Difference between prop.table() & dnorm()

Question

Could someone explain why the following two plots yield different results:

prop.table(table(S)) [where 'S' is the Random variable...representing Roulette wheel outcomes in this case]
dnorm([a list of values over the range of S], mean(S), sd(S))

Here is my code Snippet:

Frequency Plot of Random Variable (S)

plot(prop.table(table(S)), xlab = "Net Profit", ylab = "Probability", type = "h")

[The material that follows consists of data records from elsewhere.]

//! The six neighborhood-search metaheuristics sharing one [`Assignment`]:
//! HillClimbing, TabuWeight, TabuCol, AFISA (two variants), RedLS, ILSTS.
//!
//! All of them enumerate candidate moves by reading [`Assignment`] deltas
//! *without* applying them, pick one under their own rule, then apply it
//! with [`Assignment::apply_move`]. All poll a *sub-method deadline* = the
//! earlier of the global deadline and `method-start + max_local_search_time`,
//! and may report improvements through a [`ProgressSink`].

mod afisa;
mod hill_climbing;
mod ilsts;
mod redls;
mod tabu_col;
mod tabu_weight;

use std::time::Instant;

use crate::assignment::{Assignment, ColorTarget};
use crate::context::SearchContext;
use crate::graph::{Graph, VertexId};

/// A candidate move, read but not yet applied: the vertex, its target color,
/// and the score the assignment would have after applying it.
#[derive(Debug, Clone, Copy, PartialEq, Eq)]
pub struct Move {
    /// vertex to (re)color
    pub vertex: VertexId,
    /// color target (existing or NEW)
    pub target: ColorTarget,
    /// `score()` the assignment would have after applying this move
    pub resulting_score: i32,
}

/// Receives improvement notifications from a running local search so the
/// driver can emit CSV lines without the search itself owning any I/O.
pub trait ProgressSink {
    /// Called whenever a local search finds a strictly better legal (penalty
    /// zero) solution than any previously reported in this run.
    fn on_improvement(&mut self, turn: u64, assignment: &Assignment, graph: &Graph);
}

/// A [`ProgressSink`] that does nothing; used when a local search runs as an
/// MCTS playout's simulation step, where only the final score matters.
#[derive(Debug, Default)]
pub struct NullSink;

impl ProgressSink for NullSink {
    fn on_improvement(&mut self, _turn: u64, _assignment: &Assignment, _graph: &Graph) {}
}

/// One of the six local searches selectable from the CLI (`--local_search`),
/// plus `none`.
#[derive(Debug, Clone, Copy, PartialEq, Eq)]
pub enum LocalSearchKind {
    /// no local search: the seeded assignment is the final answer
    None,
    /// steepest-descent hill climbing
    HillClimbing,
    /// tabu search over per-vertex tenures, minimizing score directly
    TabuWeight,
    /// tabu search minimizing conflicts to reach a target color count
    TabuCol,
    /// per-(vertex,color) tabu variant
    AfisaOriginal,
    /// per-vertex tabu variant
    Afisa,
    /// weighted-edge candidate-set local search
    RedLs,
    /// iterated local search with tabu-guarded moves
    Ilsts,
}

impl std::str::FromStr for LocalSearchKind {
    type Err = crate::error::WvcpError;

    fn from_str(s: &str) -> Result<Self, Self::Err> {
        match s {
            "none" => Ok(LocalSearchKind::None),
            "hill_climbing" => Ok(LocalSearchKind::HillClimbing),
            "tabu_weight" => Ok(LocalSearchKind::TabuWeight),
            "tabu_col" => Ok(LocalSearchKind::TabuCol),
            "afisa" => Ok(LocalSearchKind::Afisa),
            "afisa_original" => Ok(LocalSearchKind::AfisaOriginal),
            "redls" => Ok(LocalSearchKind::RedLs),
            "ilsts" => Ok(LocalSearchKind::Ilsts),
            other => Err(crate::error::WvcpError::UnknownEnumValue {
                flag: "local_search".to_string(),
                value: other.to_string(),
            }),
        }
    }
}

impl LocalSearchKind {
    /// Runs this local search on `assignment` until its sub-method deadline,
    /// its iteration budget, or (when not `None`) its own stopping rule
    /// fires. `max_local_search_time` bounds the sub-method deadline;
    /// `nb_iter_local_search` bounds outer-loop turns where applicable.
    /// Reports improvements through `sink`.
    #[allow(clippy::too_many_arguments)]
    pub fn run(
        self,
        assignment: &mut Assignment,
        graph: &Graph,
        ctx: &SearchContext,
        max_local_search_time: std::time::Duration,
        nb_iter_local_search: u64,
        target: Option<i32>,
        sink: &mut dyn ProgressSink,
    ) {
        let sub_deadline = ctx.deadline.sub_deadline(max_local_search_time);
        match self {
            LocalSearchKind::None => {}
            LocalSearchKind::HillClimbing => {
                hill_climbing::run(assignment, graph, ctx, sub_deadline, target, sink)
            }
            LocalSearchKind::TabuWeight => {
                tabu_weight::run(assignment, graph, ctx, sub_deadline, nb_iter_local_search, target, sink)
            }
            LocalSearchKind::TabuCol => {
                tabu_col::run(assignment, graph, ctx, sub_deadline, nb_iter_local_search, sink)
            }
            LocalSearchKind::Afisa => {
                afisa::run(assignment, graph, ctx, sub_deadline, nb_iter_local_search, target, false, sink)
            }
            LocalSearchKind::AfisaOriginal => {
                afisa::run(assignment, graph, ctx, sub_deadline, nb_iter_local_search, target, true, sink)
            }
            LocalSearchKind::RedLs => {
                redls::run(assignment, graph, ctx, sub_deadline, nb_iter_local_search, target, sink)
            }
            LocalSearchKind::Ilsts => {
                ilsts::run(assignment, graph, ctx, sub_deadline, nb_iter_local_search, target, sink)
            }
        }
    }
}

/// `true` once `now()` has passed `sub_deadline` (glossary "deadline poll").
pub(crate) fn deadline_reached(sub_deadline: Instant) -> bool {
    Instant::now() >= sub_deadline
}

/// Vertices currently colored, in ascending id order — the move generators
/// below all range over these (uncolored vertices are an MCTS/ILSTS-internal
/// concept, not something a local search ever sees once seeded).
pub(crate) fn colored_vertices(assignment: &Assignment) -> impl Iterator<Item = VertexId> + '_ {
    (0..assignment.n()).filter(move |&v| assignment.color_of(v).is_some())
}

/// Picks a uniformly random element of a non-empty slice from the context's
/// process-wide RNG stream: tabu tenures and tie-breaks all draw from this
/// single stream in call order, so seeded runs reproduce.
pub(crate) fn choose<'a, T>(ctx: &SearchContext, items: &'a [T]) -> &'a T {
    use rand::Rng;
    let idx = ctx.rng.borrow_mut().gen_range(0..items.len());
    &items[idx]
}
//! Weighted Vertex Coloring Problem (WVCP) solver: local search and
//! Monte-Carlo Tree Search over an incrementally maintained coloring.

#![warn(missing_debug_implementations)]
#![warn(missing_docs)]
#![warn(trivial_casts, trivial_numeric_casts)]
#![warn(unsafe_code)]
#![warn(unused_extern_crates)]
#![warn(variant_size_differences)]

/// the immutable instance: vertices, weights, edges, adjacency
pub mod graph;

/// the incremental coloring state shared by every search
pub mod assignment;

/// process-wide context: graph handle, deadline, best tracker, RNG stream
pub mod context;

/// typed error enum for bad input and internal arithmetic
pub mod error;

/// DIMACS `.col`/`.col.w` instance loading
pub mod dimacs;

/// the four greedy seed policies
pub mod initializers;

/// the six neighborhood-search metaheuristics
pub mod local_search;

/// the Monte-Carlo Tree Search driver
pub mod mcts;

/// command-line surface
pub mod cli;

/// validated run configuration, resolved from the CLI
pub mod config;

/// CSV telemetry emission
pub mod csv_log;

/// the two driver methods (`LocalSearch`, `MCTS`) and their wiring
pub mod driver;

base <- seq(min(S),max(S),length = B)
pdf = data.frame(profit = base, probability = dnorm(base,avg,sd))

lines(pdf)

I can't upload pictures of my plot because of inadequate reputation However, the 'line-plot' peak is about half of the 'prop.table(table(S))' plot

Cold you clear my understanding?

prop.table(Table(S)) gives us the probability of a value occurring ( as given by the value's frequency of occurrence)

dnorm(value,mean,std) gives us the probability of a value occurring (as given by the normal distribution )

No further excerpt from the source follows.